Christine Brownrigg
Artist with the neurological condition Cerebellar Ataxia
Example exhibitions
Recent
2024 Holt Festival Group
2023 Holt Festival Group
2022 Oxmarket Contemporary, Chichester Group
Early
1985 Goldsmiths University of London Solo
1983 Commonwealth Institute, London Solo
1981 Tennessee Technological University, USA Solo
1980 John Peartree Gallery, Kingston, Jamaica Solo
Example art publications
State of mind; Leisure Painter and the artist, p. 47, Dec., 2025
Abstraction Using Mixed Global Transforms: Art and Aids to Art;
Transactions Imaging/Art/Science: Image Quality, Content and Aesthetics;
RPS, IET, RIT, University of Westminster 2019 *
Computing Art and Image Effects (2910343)
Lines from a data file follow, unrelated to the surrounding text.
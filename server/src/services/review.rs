//! Admin review of volunteer and partnership applications.
//!
//! ARCHITECTURE
//! ============
//! Generic over `ApplicationRecord`, so one list and one transition path
//! serve both tables. A transition is a single-row update keyed by id; the
//! backend echoes the updated row, which is returned as stored. An echo
//! whose status differs from the target is logged, never papered over.

use records::{ApplicationRecord, ApplicationStatus, StatusUpdate};
use serde::de::DeserializeOwned;
use tracing::{info, warn};

use super::ServiceError;
use super::session::Identity;
use crate::gateway::{self, Backend, GatewayError, Order, TableQuery};

/// Every application of kind `T`, newest first.
///
/// # Errors
///
/// Gateway failures and undecodable rows.
pub async fn list_applications<T>(backend: &dyn Backend, identity: &Identity) -> Result<Vec<T>, ServiceError>
where
    T: ApplicationRecord + DeserializeOwned,
{
    let query = TableQuery::new(T::TABLE)
        .select("*")
        .order("created_at", Order::Desc);
    Ok(gateway::select_rows(backend, identity.access_token(), &query).await?)
}

/// Move one application to `target` and return the row the backend stored.
///
/// # Errors
///
/// `NotFound` when no row has `id`; gateway failures otherwise.
pub async fn transition_status<T>(
    backend: &dyn Backend,
    identity: &Identity,
    id: &str,
    target: ApplicationStatus,
) -> Result<T, ServiceError>
where
    T: ApplicationRecord + DeserializeOwned,
{
    let query = TableQuery::new(T::TABLE).eq("id", id);
    let patch = serde_json::to_value(StatusUpdate { status: target })
        .map_err(|e| GatewayError::Decode(e.to_string()))?;
    let rows = backend
        .update(identity.access_token(), &query, &patch)
        .await?;
    let Some(updated) = gateway::decode_rows::<T>(rows)?.into_iter().next() else {
        return Err(ServiceError::NotFound(format!("{} {id}", T::TABLE)));
    };

    if updated.status() == target {
        info!(table = T::TABLE, %id, %target, user_id = %identity.user.id, "application status changed");
    } else {
        warn!(table = T::TABLE, %id, returned = %updated.status(), %target, "backend echoed unexpected status");
    }
    Ok(updated)
}

#[cfg(test)]
#[path = "review_test.rs"]
mod tests;
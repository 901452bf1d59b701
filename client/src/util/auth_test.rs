use records::SessionUser;

use super::*;

fn state(user: bool, is_admin: bool, loading: bool) -> SessionState {
    SessionState {
        user: user.then(|| SessionUser { id: "u1".to_owned(), email: Some("u1@example.org".to_owned()) }),
        profile: None,
        is_admin,
        loading,
        epoch: 1,
        signed_out: false,
    }
}

#[test]
fn waits_while_loading() {
    assert_eq!(session_gate(&state(false, false, true), Requirement::SignedIn), GateDecision::Wait);
    assert_eq!(session_gate(&state(true, true, true), Requirement::Admin), GateDecision::Wait);
}

#[test]
fn signed_out_goes_to_login() {
    assert_eq!(
        session_gate(&state(false, false, false), Requirement::SignedIn),
        GateDecision::Redirect("/login")
    );
    assert_eq!(
        session_gate(&state(false, false, false), Requirement::Admin),
        GateDecision::Redirect("/login")
    );
}

#[test]
fn signed_in_user_passes_signed_in_routes() {
    assert_eq!(session_gate(&state(true, false, false), Requirement::SignedIn), GateDecision::Allow);
}

#[test]
fn non_admin_goes_to_dashboard() {
    assert_eq!(
        session_gate(&state(true, false, false), Requirement::Admin),
        GateDecision::Redirect("/dashboard")
    );
}

#[test]
fn admin_passes_admin_routes() {
    assert_eq!(session_gate(&state(true, true, false), Requirement::Admin), GateDecision::Allow);
}

#[test]
fn deliberate_sign_out_goes_home() {
    let mut signed_out = state(true, true, false);
    signed_out.finish_sign_out();
    assert_eq!(session_gate(&signed_out, Requirement::SignedIn), GateDecision::Redirect("/"));
    assert_eq!(session_gate(&signed_out, Requirement::Admin), GateDecision::Redirect("/"));
}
Pub. University of London International Academy, 2009 *
The Bauhaus; Chapter 2 in: Creative Computing 1 (2910112): Volume 1:
Pub. University of London External Programme, 2007
Image Processing in Abstract and Representational Art;
Eurographics UK Conference, Sheffield, 1991 *
Contributed chapter in: Computers in Art, Design and Animation;
Pub. Springer-Verlag, New York, ISBN 0387968962, 1989 *
Coloured Numbers and Repeated Memories;
20th. Anniversary Conf. of the British Computer Society Displays Group and
Computer Arts Society on:- The State of the Art in Computer Art and
Animation;Royal College of Art, London, 1986 *
(* with D.Brownrigg)
Christine Brownrigg lives in Kent. She studied 3D at Sheffield College of Art. Her passion for painting has been realised in the last 15 years after retiring from teaching. At first she tried her hand at watercolours, then moved on to oil painting where she developed her work to show her concerns about climate change and pollution in abstracts. Recently she has become interested in technology, most specifically robots which have been used for some time in industry, but now are being developed for domestic use. Christine concentrates on the possibilities these robots may provide. There are political statements in the paintings. For instance, the ignorance of the 18th century girls on the marriage market about the source of their wealth or the flippant use of technology today.
Christine has a disability which makes leaving her home and studio difficult and this affects her representation in galleries. However, she has amassed a body of work which is unique and she is open and searching for possibilities to display her output.